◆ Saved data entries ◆
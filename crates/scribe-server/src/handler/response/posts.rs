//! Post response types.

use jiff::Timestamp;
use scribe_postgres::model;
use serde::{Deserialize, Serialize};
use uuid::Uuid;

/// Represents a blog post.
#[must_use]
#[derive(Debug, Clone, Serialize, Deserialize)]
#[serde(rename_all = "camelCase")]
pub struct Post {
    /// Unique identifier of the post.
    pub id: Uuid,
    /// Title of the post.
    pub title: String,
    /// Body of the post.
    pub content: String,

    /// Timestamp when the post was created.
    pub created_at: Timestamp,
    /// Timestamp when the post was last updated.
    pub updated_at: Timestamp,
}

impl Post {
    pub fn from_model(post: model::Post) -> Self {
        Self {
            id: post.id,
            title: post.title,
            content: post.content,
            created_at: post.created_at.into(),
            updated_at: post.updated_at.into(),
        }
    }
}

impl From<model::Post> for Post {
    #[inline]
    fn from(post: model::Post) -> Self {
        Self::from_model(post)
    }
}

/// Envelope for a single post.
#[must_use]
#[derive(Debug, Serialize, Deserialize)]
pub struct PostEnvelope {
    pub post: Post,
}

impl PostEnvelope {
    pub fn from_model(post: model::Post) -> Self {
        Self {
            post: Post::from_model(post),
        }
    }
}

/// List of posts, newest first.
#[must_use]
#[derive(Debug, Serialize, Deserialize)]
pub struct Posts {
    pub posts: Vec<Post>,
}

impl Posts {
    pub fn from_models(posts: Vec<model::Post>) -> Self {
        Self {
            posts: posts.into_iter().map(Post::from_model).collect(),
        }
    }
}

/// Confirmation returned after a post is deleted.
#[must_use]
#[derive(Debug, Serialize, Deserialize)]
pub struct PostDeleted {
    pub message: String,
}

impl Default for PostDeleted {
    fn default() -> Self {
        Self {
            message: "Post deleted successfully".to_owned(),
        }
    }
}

---

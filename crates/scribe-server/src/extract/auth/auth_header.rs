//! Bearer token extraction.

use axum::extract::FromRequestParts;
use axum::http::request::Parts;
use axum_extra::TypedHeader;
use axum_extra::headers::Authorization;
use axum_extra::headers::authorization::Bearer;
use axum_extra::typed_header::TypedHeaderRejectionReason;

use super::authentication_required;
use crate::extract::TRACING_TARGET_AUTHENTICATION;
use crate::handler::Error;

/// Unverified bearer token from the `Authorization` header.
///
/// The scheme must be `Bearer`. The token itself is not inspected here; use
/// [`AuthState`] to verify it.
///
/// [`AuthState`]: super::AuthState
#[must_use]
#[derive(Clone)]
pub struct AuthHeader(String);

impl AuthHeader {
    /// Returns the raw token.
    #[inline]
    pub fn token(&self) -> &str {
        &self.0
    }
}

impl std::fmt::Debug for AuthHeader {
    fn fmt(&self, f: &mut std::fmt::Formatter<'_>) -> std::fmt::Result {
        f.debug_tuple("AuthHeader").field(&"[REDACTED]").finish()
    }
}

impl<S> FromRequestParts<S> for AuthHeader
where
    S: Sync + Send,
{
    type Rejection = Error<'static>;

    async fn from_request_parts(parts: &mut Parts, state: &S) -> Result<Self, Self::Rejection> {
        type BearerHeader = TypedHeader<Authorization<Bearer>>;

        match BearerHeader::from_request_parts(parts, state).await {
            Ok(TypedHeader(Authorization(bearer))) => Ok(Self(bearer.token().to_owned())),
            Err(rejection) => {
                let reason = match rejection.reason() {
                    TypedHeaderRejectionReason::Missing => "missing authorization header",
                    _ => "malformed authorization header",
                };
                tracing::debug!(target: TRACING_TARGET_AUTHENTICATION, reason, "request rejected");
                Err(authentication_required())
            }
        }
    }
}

◆ ACTIVITY ◆
Collect the lines of the data that carry the word "PostDeleted".

◆ WRITTEN ANSWER ◆
pub struct PostDeleted {
impl Default for PostDeleted {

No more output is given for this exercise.